L’étude d’Isabelle Daunais, qui s’adresse principalement aux universitaires et aux amateurs passionnés par le roman réaliste, se fonde sur l’hypothèse qu’à partir de la seconde moitié du XIXe siècle, le roman atteint « les limites mêmes de son domaine et de son action ». Pour l’auteure, l’évolution historique du genre romanesque procède d’une dynamique interne qui conduit à une libération des formes et donne lieu à de nombreuses expérimentations formelles (liées notamment à la volonté, alors partagée par plusieurs, d’écrire un livre sur rien). Comme elle le rappelle, cette démarche s’accompagne d’une remise en cause profonde de la conception classique de l’art qui instituait le rapport entre la forme et le contenu comme une nécessité absolue.
De plus, alors que la Beauté devient le but ultime et même le thème des pratiques artistiques, on doute sérieusement de l’utilité d’un récit qui ne peut se libérer de sa fonction traditionnelle de représentation. Mais, explique l’auteure, le sacrifice du récit ferait peser une menace : celle de la fin pure et simple du roman. En outre, ce mouvement se heurte à une donnée fondamentale : le personnage romanesque.

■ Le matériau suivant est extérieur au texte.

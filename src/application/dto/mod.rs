mod output_format;
mod report_request;
mod report_response;

pub use output_format::OutputFormat;
pub use report_request::ReportRequest;
pub use report_response::ReportResponse;
pub mod error;
pub mod result;
pub mod security;

pub use error::{ExitCode, MalformedLine, ReportError};
pub use result::Result;
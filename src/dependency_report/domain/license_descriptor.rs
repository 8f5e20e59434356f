use serde::Serialize;

/// Display name plus link for a dependency's license.
///
/// No validation: the link may be empty, or point at a project page rather
/// than a license text when only the weaker fallbacks were available.
#[derive(Debug, Clone, PartialEq, Eq, Default, Serialize)]
pub struct LicenseDescriptor {
    display_name: String,
    link: String,
}

impl LicenseDescriptor {
    pub fn new(display_name: impl Into<String>, link: impl Into<String>) -> Self {
        Self {
            display_name: display_name.into(),
            link: link.into(),
        }
    }

    pub fn display_name(&self) -> &str {
        &self.display_name
    }

    pub fn link(&self) -> &str {
        &self.link
    }
}
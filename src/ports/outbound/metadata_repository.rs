use crate::dependency_report::domain::{DependencyIdentity, DependencyMetadata, PackageManifest};
use crate::dependency_report::policies::{LicensePolicy, LicenseResolver};
use crate::shared::Result;
use async_trait::async_trait;

/// MetadataRepository port for one package ecosystem's registry
///
/// One implementation exists per ecosystem. Each call to
/// [`fetch_manifest`](Self::fetch_manifest) is exactly one external lookup;
/// nothing is cached or retried.
///
/// Implementations must be `Send + Sync`.
#[async_trait]
pub trait MetadataRepository: Send + Sync {
    /// Ecosystem name this repository serves (matched case-insensitively)
    fn ecosystem(&self) -> &str;

    /// Fetches and parses the manifest of one dependency identity
    ///
    /// Optional manifest fields that are absent stay empty; an unparseable
    /// payload still yields a manifest carrying the raw body.
    ///
    /// # Errors
    /// Returns a lookup error if:
    /// - The request times out or the connection fails
    /// - The registry answers with a non-success status
    async fn fetch_manifest(&self, identity: &DependencyIdentity) -> Result<PackageManifest>;

    /// Fetches the manifest and turns it into enriched metadata
    ///
    /// Resolves the license under `policy` and applies the owners/authors
    /// fallback.
    async fn fetch_metadata(
        &self,
        identity: &DependencyIdentity,
        policy: LicensePolicy,
    ) -> Result<DependencyMetadata> {
        let manifest = self.fetch_manifest(identity).await?;
        let license =
            LicenseResolver::resolve_with_policy(&manifest, &identity.reference(), policy)?;
        Ok(DependencyMetadata::from_manifest(manifest, license))
    }
}
//! View of one summary table row

use serde::Serialize;

/// License name plus link as shown in the report
#[derive(Debug, Clone, PartialEq, Eq, Serialize)]
pub struct LicenseView {
    pub name: String,
    pub link: String,
}

/// One (project, dependency) occurrence in the summary table
#[derive(Debug, Clone, PartialEq, Eq, Serialize)]
pub struct UsageRowView {
    /// Raw project identifier, used for sorting
    pub project: String,
    /// Project identifier with its file extension stripped, used for display
    pub display_project: String,
    pub ecosystem: String,
    pub name: String,
    pub version: String,
    pub project_url: String,
    pub license: LicenseView,
    /// `name@version`, the anchor of this dependency's detail entry
    pub detail_ref: String,
}
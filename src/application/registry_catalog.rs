use crate::dependency_report::domain::DependencyTable;
use crate::ports::outbound::MetadataRepository;
use crate::shared::error::ReportError;
use crate::shared::Result;

/// Set of metadata repositories, one per supported ecosystem.
///
/// Ecosystem names are matched case-insensitively, so `NuGet` and `nuget`
/// in the input select the same repository.
#[derive(Default)]
pub struct RegistryCatalog {
    repositories: Vec<Box<dyn MetadataRepository>>,
}

impl RegistryCatalog {
    pub fn new() -> Self {
        Self::default()
    }

    /// Adds a repository. A later repository for the same ecosystem replaces the earlier one.
    pub fn register(mut self, repository: Box<dyn MetadataRepository>) -> Self {
        self.repositories
            .retain(|r| !r.ecosystem().eq_ignore_ascii_case(repository.ecosystem()));
        self.repositories.push(repository);
        self
    }

    pub fn for_ecosystem(&self, ecosystem: &str) -> Option<&dyn MetadataRepository> {
        self.repositories
            .iter()
            .find(|r| r.ecosystem().eq_ignore_ascii_case(ecosystem))
            .map(|r| r.as_ref())
    }

    /// Comma-separated list of supported ecosystems
    pub fn supported(&self) -> String {
        let mut names: Vec<&str> = self.repositories.iter().map(|r| r.ecosystem()).collect();
        names.sort_unstable();
        names.join(", ")
    }

    /// Ensures every ecosystem present in `table` has a repository.
    ///
    /// # Errors
    /// [`ReportError::UnsupportedEcosystem`] naming the first unsupported ecosystem.
    pub fn ensure_supports(&self, table: &DependencyTable) -> Result<()> {
        match table
            .ecosystems()
            .find(|ecosystem| self.for_ecosystem(ecosystem).is_none())
        {
            Some(ecosystem) => Err(ReportError::UnsupportedEcosystem {
                ecosystem: ecosystem.to_string(),
                supported: self.supported(),
            }
            .into()),
            None => Ok(()),
        }
    }
}
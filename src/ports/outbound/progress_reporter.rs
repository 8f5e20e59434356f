/// ProgressReporter port for user-facing progress output
///
/// Diagnostics go through `tracing`; this port carries the messages a user
/// running the tool is meant to see (steps, lookup progress, warnings).
pub trait ProgressReporter {
    /// Reports a step message
    fn report(&self, message: &str);

    /// Reports progress of a counted operation
    ///
    /// # Arguments
    /// * `current` - Number of completed items (1-based)
    /// * `total` - Total number of items
    /// * `message` - Optional item description, e.g. the identity just fetched
    fn report_progress(&self, current: usize, total: usize, message: Option<&str>);

    /// Reports a warning or non-fatal error
    fn report_error(&self, message: &str);

    /// Reports completion of an operation and ends any running progress display
    fn report_completion(&self, message: &str);
}
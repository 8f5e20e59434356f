use super::{DependencyIdentity, DependencyMetadata};
use std::collections::BTreeMap;

/// Ecosystem-scoped table of unique dependency identities.
///
/// An entry is `None` until enrichment stores its metadata. Both levels are
/// ordered maps, so iteration is ecosystem ascending then identity ascending.
#[derive(Debug, Clone, Default, PartialEq)]
pub struct DependencyTable {
    ecosystems: BTreeMap<String, BTreeMap<DependencyIdentity, Option<DependencyMetadata>>>,
}

impl DependencyTable {
    pub fn new() -> Self {
        Self::default()
    }

    /// Registers an identity awaiting enrichment. Returns `false` if it was already present.
    pub fn insert_pending(&mut self, ecosystem: &str, identity: DependencyIdentity) -> bool {
        let entries = self.ecosystems.entry(ecosystem.to_string()).or_default();
        if entries.contains_key(&identity) {
            return false;
        }
        entries.insert(identity, None);
        true
    }

    /// Identities that still have no metadata, in deterministic order.
    pub fn pending(&self) -> Vec<(String, DependencyIdentity)> {
        self.ecosystems
            .iter()
            .flat_map(|(ecosystem, entries)| {
                entries
                    .iter()
                    .filter(|(_, metadata)| metadata.is_none())
                    .map(move |(identity, _)| (ecosystem.clone(), identity.clone()))
            })
            .collect()
    }

    /// Stores metadata for a registered identity. Returns `false` for unknown identities.
    pub fn set_metadata(
        &mut self,
        ecosystem: &str,
        identity: &DependencyIdentity,
        metadata: DependencyMetadata,
    ) -> bool {
        match self
            .ecosystems
            .get_mut(ecosystem)
            .and_then(|entries| entries.get_mut(identity))
        {
            Some(slot) => {
                *slot = Some(metadata);
                true
            }
            None => false,
        }
    }

    pub fn metadata(
        &self,
        ecosystem: &str,
        identity: &DependencyIdentity,
    ) -> Option<&DependencyMetadata> {
        self.ecosystems
            .get(ecosystem)
            .and_then(|entries| entries.get(identity))
            .and_then(|metadata| metadata.as_ref())
    }

    pub fn contains(&self, ecosystem: &str, identity: &DependencyIdentity) -> bool {
        self.ecosystems
            .get(ecosystem)
            .is_some_and(|entries| entries.contains_key(identity))
    }

    pub fn ecosystems(&self) -> impl Iterator<Item = &str> {
        self.ecosystems.keys().map(String::as_str)
    }

    pub fn entries(
        &self,
        ecosystem: &str,
    ) -> impl Iterator<Item = (&DependencyIdentity, Option<&DependencyMetadata>)> {
        self.ecosystems
            .get(ecosystem)
            .into_iter()
            .flat_map(|entries| entries.iter().map(|(id, meta)| (id, meta.as_ref())))
    }

    /// Number of unique identities across all ecosystems.
    pub fn len(&self) -> usize {
        self.ecosystems.values().map(BTreeMap::len).sum()
    }

    pub fn is_empty(&self) -> bool {
        self.len() == 0
    }

    pub fn is_fully_enriched(&self) -> bool {
        self.ecosystems
            .values()
            .all(|entries| entries.values().all(Option::is_some))
    }
}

Le risque d’une dissolution du personnage invite Isabelle Daunais à établir un parallèle avec la peinture, qui commence justement à s’écarter de la figuration et à tendre vers l’abstraction. Les liens ainsi mis en évidence sont extrêmement intéressants et montrent ce que l’auteure appelle avec pertinence une « communauté de discours et d’imaginaires » : « Les alliances de peintres et d’écrivains (Champfleury-Courbet, Zola-Manet, Huysmans-Moreau, Apollinaire promoteur du cubisme) se sont construites sur ces ensembles et ces ‘ lieux ‘ communs ».